“Great Scot! Look at Skinny, usin’ his iron all the way round!”
This story—which is perhaps true and perhaps not—is being told in many Italian messrooms. On one of his royal tours, King Victor Emmanuel spent the night in a small country town, where the people showed themselves unusually eager in caring for his comfort. So when he had gone to bed, he was surprised to be wakened by a servant who wanted to put clean sheets on his bed. However, he waited good-naturedly while it was done, and wished the servant good-night. He had dozed off to sleep, when he was roused for the second time by a rap on the door; and the servant reappeared, asking to change the sheets again.

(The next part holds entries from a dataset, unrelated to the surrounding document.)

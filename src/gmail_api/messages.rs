use crate::email_content::extract_plain_text_body;
use crate::error::FetchError;
use crate::types::{EmailMessage, Message, MessagePart, MessagesResponse};

use super::GMAIL_BASE_URL;

// How many recent refs to hydrate before picking the newest. The list call
// returns newest-first, but internalDate is what actually orders receipt.
const LATEST_PROBE_COUNT: usize = 5;

/// Fetch the newest message in the inbox: list recent INBOX refs, hydrate
/// them in full and select the one with the highest internalDate.
pub async fn fetch_latest_inbox_message(
    http: &reqwest::Client,
    token: &str,
) -> Result<EmailMessage, FetchError> {
    let list_url = format!(
        "{GMAIL_BASE_URL}/messages?labelIds=INBOX&maxResults={LATEST_PROBE_COUNT}"
    );
    let response = http
        .get(&list_url)
        .bearer_auth(token)
        .send()
        .await
        .map_err(FetchError::Http)?;

    let status = response.status();
    if !status.is_success() {
        let detail = response.text().await.unwrap_or_default();
        return Err(FetchError::Rejected { status, detail });
    }

    let listing: MessagesResponse = response.json().await.map_err(FetchError::Http)?;
    let refs = listing.messages.unwrap_or_default();
    if refs.is_empty() {
        return Err(FetchError::EmptyInbox);
    }

    let mut hydrated = Vec::with_capacity(refs.len());
    for msg_ref in refs {
        if let Some(id) = msg_ref.id {
            hydrated.push(fetch_message_by_id(http, token, &id).await?);
        }
    }

    newest_message(hydrated)
        .map(into_email)
        .ok_or(FetchError::EmptyInbox)
}

async fn fetch_message_by_id(
    http: &reqwest::Client,
    token: &str,
    id: &str,
) -> Result<Message, FetchError> {
    let url = format!("{GMAIL_BASE_URL}/messages/{id}?format=full");
    let response = http
        .get(&url)
        .bearer_auth(token)
        .send()
        .await
        .map_err(FetchError::Http)?;

    let status = response.status();
    if !status.is_success() {
        let detail = response.text().await.unwrap_or_default();
        return Err(FetchError::Rejected { status, detail });
    }

    response.json().await.map_err(FetchError::Http)
}

// Receipt order is internalDate, not list order.
pub fn newest_message(messages: Vec<Message>) -> Option<Message> {
    messages
        .into_iter()
        .max_by_key(|m| m.internal_date_millis())
}

fn header_value(payload: Option<&MessagePart>, name: &str) -> Option<String> {
    payload?
        .headers
        .as_ref()?
        .iter()
        .find(|h| {
            h.name
                .as_deref()
                .is_some_and(|n| n.eq_ignore_ascii_case(name))
        })
        .and_then(|h| h.value.clone())
}

fn into_email(message: Message) -> EmailMessage {
    let payload = message.payload.as_ref();
    let subject =
        header_value(payload, "Subject").unwrap_or_else(|| "(No Subject)".to_string());
    let sender =
        header_value(payload, "From").unwrap_or_else(|| "(Unknown Sender)".to_string());
    let snippet = message.snippet.clone().unwrap_or_default().trim().to_string();

    let body = message
        .payload
        .as_ref()
        .and_then(extract_plain_text_body)
        .filter(|b| !b.trim().is_empty())
        .unwrap_or_else(|| snippet.clone());

    EmailMessage {
        id: message.id.unwrap_or_default(),
        sender,
        subject,
        snippet,
        body,
    }
}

Naturally, the King asked why the change was made so often. The servant answered reverently, “For oneself, one changes the sheets every week; for an honored friend, every day; but for a king, every hour.”
A Long Island teacher was recounting the story of Red Riding Hood. After describing the woods and the wild animals that flourished therein, she added:
“Suddenly Red Riding Hood heard a great noise. She turned about, and what do you suppose she saw standing there, gazing at her and showing all its sharp, white teeth?”

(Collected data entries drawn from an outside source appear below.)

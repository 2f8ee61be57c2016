use std::path::PathBuf;
use thiserror::Error;

// Configuration and local-file failures. Reading the token cache and the
// client secret file both land here; no network is involved.
#[derive(Debug, Error)]
pub enum ConfigError {
    #[error("credential file not found: {0}")]
    MissingClientSecret(PathBuf),

    #[error("failed to read {path}")]
    Io {
        path: PathBuf,
        #[source]
        source: std::io::Error,
    },

    #[error("failed to parse {path}")]
    Malformed {
        path: PathBuf,
        #[source]
        source: serde_json::Error,
    },

    #[error(
        "OpenAI API key not found; set OPENAI_API_KEY or add `openai_api_key` to {0}"
    )]
    MissingOpenAiKey(PathBuf),
}

#[derive(Debug, Error)]
pub enum AuthError {
    #[error(transparent)]
    Config(#[from] ConfigError),

    #[error("authorization was denied: {0}")]
    ConsentDenied(String),

    #[error("no authorization code received before the timeout")]
    ConsentTimeout,

    #[error("redirect callback was malformed: {0}")]
    BadRedirect(String),

    #[error("state parameter mismatch in redirect callback")]
    StateMismatch,

    #[error("could not bind the local redirect listener: {0}")]
    Listener(String),

    #[error("token endpoint request failed")]
    TokenRequest(#[source] reqwest::Error),

    #[error("token endpoint returned {status}: {detail}")]
    TokenRejected {
        status: reqwest::StatusCode,
        detail: String,
    },

    #[error("authorization code exchange failed: {0}")]
    Exchange(String),
}

// Send and fetch errors stay coarse on purpose: the provider detail is kept
// in the message but there is no retry logic that would need to tell a quota
// failure from a malformed address.
#[derive(Debug, Error)]
pub enum SendError {
    #[error("send request failed")]
    Http(#[source] reqwest::Error),

    #[error("gmail rejected the message ({status}): {detail}")]
    Rejected {
        status: reqwest::StatusCode,
        detail: String,
    },
}

#[derive(Debug, Error)]
pub enum FetchError {
    #[error("inbox fetch failed")]
    Http(#[source] reqwest::Error),

    #[error("gmail returned {status}: {detail}")]
    Rejected {
        status: reqwest::StatusCode,
        detail: String,
    },

    #[error("the inbox contains no messages")]
    EmptyInbox,
}

#[derive(Debug, Error)]
pub enum SummarizeError {
    #[error(transparent)]
    Config(#[from] ConfigError),

    #[error("text generation request failed")]
    Http(#[source] reqwest::Error),

    #[error("text generation API returned {status}: {detail}")]
    Rejected {
        status: reqwest::StatusCode,
        detail: String,
    },

    #[error("the response contained no completions")]
    NoCompletion,
}

// Umbrella error surfaced at the CLI boundary. Every failure propagates here
// untouched; main prints the chain to stderr and exits non-zero.
#[derive(Debug, Error)]
pub enum AgentError {
    #[error(transparent)]
    Config(#[from] ConfigError),

    #[error(transparent)]
    Auth(#[from] AuthError),

    #[error(transparent)]
    Send(#[from] SendError),

    #[error(transparent)]
    Fetch(#[from] FetchError),

    #[error(transparent)]
    Summarize(#[from] SummarizeError),

    #[error("failed to build the HTTP client")]
    Http(#[from] reqwest::Error),
}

“Teddy Roosevelt!” volunteered one of the boys.
Willie was out walking with his mother, when she thought she saw a boy on the other side of the street making faces at her darling.

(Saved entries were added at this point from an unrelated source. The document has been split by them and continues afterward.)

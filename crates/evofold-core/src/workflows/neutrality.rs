use super::fold::{Fold, fold_batch};
use crate::core::models::sequence::{Monomer, Sequence};
use crate::engine::error::FoldError;
use tracing::{debug, instrument};

/// Fraction of single-point mutants of `sequence` that keep its native
/// structure with a free energy of at most `free_energy_cutoff`.
///
/// Every position is tried with every other monomer type of the folder's
/// energy table. Returns 0 when there are no mutants to try.
#[instrument(level = "debug", skip_all, fields(length = sequence.len(), cutoff = free_energy_cutoff))]
pub fn neutrality(
    folder: &dyn Fold,
    sequence: &Sequence,
    free_energy_cutoff: f64,
) -> Result<f64, FoldError> {
    let wild_type = folder.fold(sequence)?;
    let num_types = folder.config().energy_table.num_types();

    let mutants: Vec<Sequence> = sequence
        .monomers()
        .iter()
        .enumerate()
        .flat_map(|(position, &original)| {
            (0..num_types)
                .map(|code| Monomer(code as u8))
                .filter(move |&monomer| monomer != original)
                .map(move |monomer| sequence.with_substitution(position, monomer))
        })
        .collect();
    if mutants.is_empty() {
        return Ok(0.0);
    }

    let mut neutral = 0;
    for result in fold_batch(folder, &mutants) {
        let result = result?;
        if result.structure == wild_type.structure && result.delta_g <= free_energy_cutoff {
            neutral += 1;
        }
    }

    let fraction = neutral as f64 / mutants.len() as f64;
    debug!(mutants = mutants.len(), neutral, fraction, "Neutrality computed.");
    Ok(fraction)
}

#[cfg(test)]
mod tests {
    use super::*;
    use crate::core::energy::table::EnergyTable;
    use crate::engine::config::FolderConfigBuilder;
    use crate::workflows::fold::LatticeFolder;

    fn folder(matrix: &[Vec<f64>]) -> LatticeFolder {
        let config = FolderConfigBuilder::new()
            .dimensionality(2)
            .max_length(9)
            .energy_table(EnergyTable::from_matrix(matrix).unwrap())
            .temperature(1.0)
            .build()
            .unwrap();
        LatticeFolder::new(config).unwrap()
    }

    #[test]
    fn flat_energy_landscape_is_fully_neutral_under_a_loose_cutoff() {
        let folder = folder(&[vec![0.0, 0.0], vec![0.0, 0.0]]);
        let sequence = Sequence::from_codes(&[0, 1, 0, 1]);
        assert_eq!(neutrality(&folder, &sequence, f64::INFINITY).unwrap(), 1.0);
        // One conformation: every mutant has delta G of minus infinity.
        assert_eq!(neutrality(&folder, &sequence, -1e9).unwrap(), 1.0);
        assert_eq!(folder.num_folded(), 10);
    }

    #[test]
    fn degenerate_mutants_fail_a_strict_cutoff() {
        let folder = folder(&[vec![0.0, 0.0], vec![0.0, 0.0]]);
        let sequence = Sequence::from_codes(&[0, 0, 0, 0, 0, 0]);
        // Four equal-energy conformations: delta G = ln 3 for every mutant.
        assert_eq!(neutrality(&folder, &sequence, 0.0).unwrap(), 0.0);
        assert_eq!(neutrality(&folder, &sequence, 2.0).unwrap(), 1.0);
    }

    #[test]
    fn single_type_tables_have_no_mutants() {
        let folder = folder(&[vec![-1.0]]);
        assert_eq!(neutrality(&folder, &Sequence::from_codes(&[0; 4]), 0.0).unwrap(), 0.0);
    }

    #[test]
    fn unsupported_lengths_propagate_the_fold_error() {
        let folder = folder(&[vec![-1.0, 0.0], vec![0.0, 0.0]]);
        assert!(matches!(
            neutrality(&folder, &Sequence::from_codes(&[0; 7]), 0.0),
            Err(FoldError::Capacity(_))
        ));
    }
}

“Willie,” asked mother, “is that horrid boy making faces at you?”
“He is,” replied Willie, giving his coat a tug. “Now, mother, don’t start any peace talk—you just hold my coat for about five minutes.”
Not long ago the editor of an English paper ordered a story of a certain length, but when the story arrived he discovered that the author had written several hundred words too many.
The paper was already late in going to press so there was no alternative—the story must be condensed to fit the allotted space. Therefore the last few paragraphs were cut down to a single sentence. It read thus:
“The Earl took a Scotch high-ball, his hat, his departure, no notice of his pursuers, a revolver out of his hip pocket, and finally, his life.”
Even the excessive politeness of some men may be explained on purely practical grounds. Of a certain suburbanite, a friend said:
“I heard him speaking most beautifully of his wife to another lady on the train just now. Rather unusual in a man these days.”
“Not under the circumstances,” said the other man. “That was a new cook he was escorting out.”